To examine the effect of time pressure on nurses’ judgements we first sought advice about a realistic amount of typical time pressure from an experienced ward manager and expert in critical care and simulation at the University of York, UK. On her advice, a constraint of 20 seconds per scenario was used in the first 12 scenarios. This was subsequently agreed by a group of twelve nurse specialists in acute and critical care from a NHS district general hospital. No time constraints were placed on the remaining 13 scenarios. We recruited ninety seven participants (63 student nurses and 34 experienced nurses) from the ward and critical care nurse population in North Yorkshire and undergraduate nurse student population. All participants were informed of aims of the study and the presence of time pressure prior to the study. For each scenario participants were asked to make a binary judgment of whether the (simulated) patient was ‘at risk’ of acute deterioration. Judgements were recorded using a data collection sheet and these were recorded manually by each participant. A researcher (HY) who received specific training on clinical simulation was responsible for setting up simulated scenarios and collecting data. All the data were manually entered into the Stata 10 programme and all the input data were validated and double checked against the data collection sheet in order to ensure the accuracy of data entry. For time pressured scenarios participants were instructed to make their judgements within 20 seconds of the start of the scenario. The task of making and recording the judgement for each scenario had to be completed within 20 seconds, with no extension time being permitted. There were no dropouts from the sample of participants being recruited. All the participants completed all of the 25 scenarios. All the scenarios were tested prior to the study and three pilot participants run through all these scenarios in order to check any infeasibility involved in the procedure of data collection and clinical simulation. Each participant gave written consent to participate, all participant information was anonymised and formal ethical approval for this study was granted by the Health Sciences Research Governance Committee at the University of York (UK).
Data analysis
Logistic regression models were constructed for time pressured and non pressured conditions to describe and predict the relationship between information cues and judgments made. The effects of time pressure on nurses’ judgements were then examined by comparing the two sets of prediction models (based on observations for time pressured scenarios and those for non constrained scenarios). The hypothesis that nurses use different judgment strategies in time pressured and non constrained conditions was tested by comparing the regression coefficients associated with the independent variables (cues): heart rate, body temperature, systolic blood pressure, and consciousness. The Chow test [20, 21] was used to test the null hypothesis that the difference of regression coefficients between the logistic regression models of time pressure and no time pressure was zero. This approach offers a sound method of hypothesis testing on whether the regression coefficients estimated over one group of data are equal to the coefficients estimated over another [20].

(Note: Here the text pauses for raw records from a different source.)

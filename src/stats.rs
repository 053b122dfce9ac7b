//! Aggregation of per-shard edge-type counts.
//!
//! [`ImportStats`] owns the shared state of one bulk-import run: the fixed
//! node/property totals decided by the planning phase, the registry of
//! retired shard contributions, the number of shards still outstanding, and
//! the currently published snapshot of per-type edge counts.
//!
//! A single mutex guards registry, open count, and snapshot. Workers never
//! take it on the per-edge hot path — only shard creation and release do.
//! The release that brings the open count to zero performs the merge
//! synchronously while still holding the lock, so a snapshot read that is
//! ordered after all releases always observes the merged result.
//!
//! The registry is append-only: a retired shard's contribution is never
//! removed, so a later wave of shards re-sums all earlier waves' counts
//! alongside its own. Aggregation is cumulative across waves, not delta-only.

use std::fmt;
use std::sync::{Arc, Mutex, MutexGuard};

use crate::error::{Result, StatsError};
use crate::shard::{ShardData, StatsShard};
use crate::type_count::EdgeTypeCount;

/// Edge-type statistics for one bulk-import run.
///
/// Cheap to clone; all clones share the same underlying state. Workers
/// obtain private counter shards via [`new_shard`](ImportStats::new_shard);
/// the read accessors serve the snapshot published by the most recent merge.
///
/// While any shard is outstanding the snapshot is stale — it reflects the
/// previous merge (or the initial snapshot). Callers wanting an accurate
/// view must read only after every shard has been released.
#[derive(Clone)]
pub struct ImportStats {
    inner: Arc<StatsInner>,
}

pub(crate) struct StatsInner {
    node_count: u64,
    property_count: u64,
    state: Mutex<State>,
}

struct State {
    /// Retired shard contributions, append-only across waves.
    shards: Vec<ShardData>,
    /// Shards handed out but not yet released.
    open: usize,
    /// Last published aggregation, replaced wholesale by each merge.
    snapshot: Arc<[EdgeTypeCount]>,
}

impl ImportStats {
    /// Create statistics for a run with the given node/property totals and
    /// an initial snapshot (empty when no prior knowledge exists; expected
    /// to be count-sorted when non-empty).
    pub fn new(node_count: u64, property_count: u64, initial: Vec<EdgeTypeCount>) -> Self {
        Self {
            inner: Arc::new(StatsInner {
                node_count,
                property_count,
                state: Mutex::new(State {
                    shards: Vec::new(),
                    open: 0,
                    snapshot: initial.into(),
                }),
            }),
        }
    }

    /// Hand out a fresh counter shard for one parallel worker.
    ///
    /// Safe to call concurrently from any number of workers. The shard
    /// releases itself back to this aggregator when dropped.
    pub fn new_shard(&self) -> StatsShard {
        self.inner.lock_state().open += 1;
        StatsShard::new(Arc::clone(&self.inner))
    }

    /// The entry at sorted position `index` in the current snapshot.
    pub fn get(&self, index: usize) -> Result<EdgeTypeCount> {
        let snapshot = self.snapshot();
        snapshot
            .get(index)
            .copied()
            .ok_or(StatsError::IndexOutOfBounds {
                index,
                len: snapshot.len(),
            })
    }

    /// Number of edge types in the current snapshot.
    ///
    /// Snapshots are dense from type id 0 to the highest id observed, so
    /// ids never incremented count here too (with zero edges).
    pub fn num_edge_types(&self) -> usize {
        self.snapshot().len()
    }

    /// Total number of edges in the current snapshot, summed on demand.
    pub fn edge_count(&self) -> u64 {
        self.snapshot().iter().map(|tc| tc.count()).sum()
    }

    pub fn node_count(&self) -> u64 {
        self.inner.node_count
    }

    pub fn property_count(&self) -> u64 {
        self.inner.property_count
    }

    /// The currently published snapshot, count-sorted ascending.
    pub fn snapshot(&self) -> Arc<[EdgeTypeCount]> {
        Arc::clone(&self.inner.lock_state().snapshot)
    }

    /// Iterate the current snapshot in ascending-count order.
    ///
    /// The iterator walks the snapshot as published when `iter` was called.
    /// A merge completing mid-iteration replaces the aggregator's snapshot
    /// but never affects an in-flight traversal; the caller simply observes
    /// the older view.
    pub fn iter(&self) -> SnapshotIter {
        SnapshotIter {
            snapshot: self.snapshot(),
            index: 0,
        }
    }
}

impl<'a> IntoIterator for &'a ImportStats {
    type Item = EdgeTypeCount;
    type IntoIter = SnapshotIter;

    fn into_iter(self) -> SnapshotIter {
        self.iter()
    }
}

/// Iterator over one published snapshot, in ascending-count order.
///
/// Holds its own reference to the snapshot array, so it is unaffected by
/// merges that publish a newer snapshot while it is in flight.
pub struct SnapshotIter {
    snapshot: Arc<[EdgeTypeCount]>,
    index: usize,
}

impl Iterator for SnapshotIter {
    type Item = EdgeTypeCount;

    fn next(&mut self) -> Option<EdgeTypeCount> {
        let entry = self.snapshot.get(self.index).copied();
        if entry.is_some() {
            self.index += 1;
        }
        entry
    }

    fn size_hint(&self) -> (usize, Option<usize>) {
        let remaining = self.snapshot.len() - self.index;
        (remaining, Some(remaining))
    }
}

impl ExactSizeIterator for SnapshotIter {}

impl fmt::Display for ImportStats {
    fn fmt(&self, f: &mut fmt::Formatter<'_>) -> fmt::Result {
        write!(
            f,
            "Imported: {} nodes, {} edges, {} properties",
            self.node_count(),
            self.edge_count(),
            self.property_count()
        )
    }
}

impl StatsInner {
    fn lock_state(&self) -> MutexGuard<'_, State> {
        // Runs from Drop during unwinds too; recover a poisoned guard
        // instead of double-panicking.
        match self.state.lock() {
            Ok(guard) => guard,
            Err(poisoned) => poisoned.into_inner(),
        }
    }

    /// Retire one shard's contribution. Invoked by `StatsShard::drop`, so it
    /// runs exactly once per shard. The release that brings the open count
    /// to zero merges every registered contribution and publishes the
    /// result before the lock is dropped.
    pub(crate) fn release_shard(&self, data: ShardData) {
        let mut state = self.lock_state();
        state.shards.push(data);
        state.open -= 1;
        if state.open == 0 {
            state.snapshot = merge(&state.shards);
            tracing::debug!(
                shards = state.shards.len(),
                edge_types = state.snapshot.len(),
                "merged shard counts into new snapshot"
            );
        }
    }
}

/// Sum every registered shard's counts into a dense per-type array and sort
/// it into a fresh snapshot (count ascending, ties in ascending type order).
fn merge(shards: &[ShardData]) -> Arc<[EdgeTypeCount]> {
    let highest = shards
        .iter()
        .map(ShardData::highest_type_id)
        .max()
        .unwrap_or(0);
    let mut totals = vec![0u64; highest + 1];
    for shard in shards {
        shard.add_into(&mut totals);
    }
    let mut entries: Vec<EdgeTypeCount> = totals
        .iter()
        .enumerate()
        .map(|(id, &count)| EdgeTypeCount::new(id as u32, count))
        .collect();
    entries.sort();
    entries.into()
}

Because the same participants were used for each scenario in these regression models, any clustering effect was adjusted for in the logistic regression models by generating robust standard errors [22, 23]. A clustering effect would mean that heteroskedasticity would be present: the data are independent but not identically distributed. If the clustering effect is ignored in the analysis, the confidence intervals would be too narrow (hence artificially extreme p values), increasing the chances of false positive findings [24]. We adjusted for the clustering effect of nurses using the robust estimator method (sometimes called the Huber/White/sandwich estimator method) [23] - relaxing the assumption of independence within clusters and estimating robust standard errors. The logistic regression models were based on 2,425 observations.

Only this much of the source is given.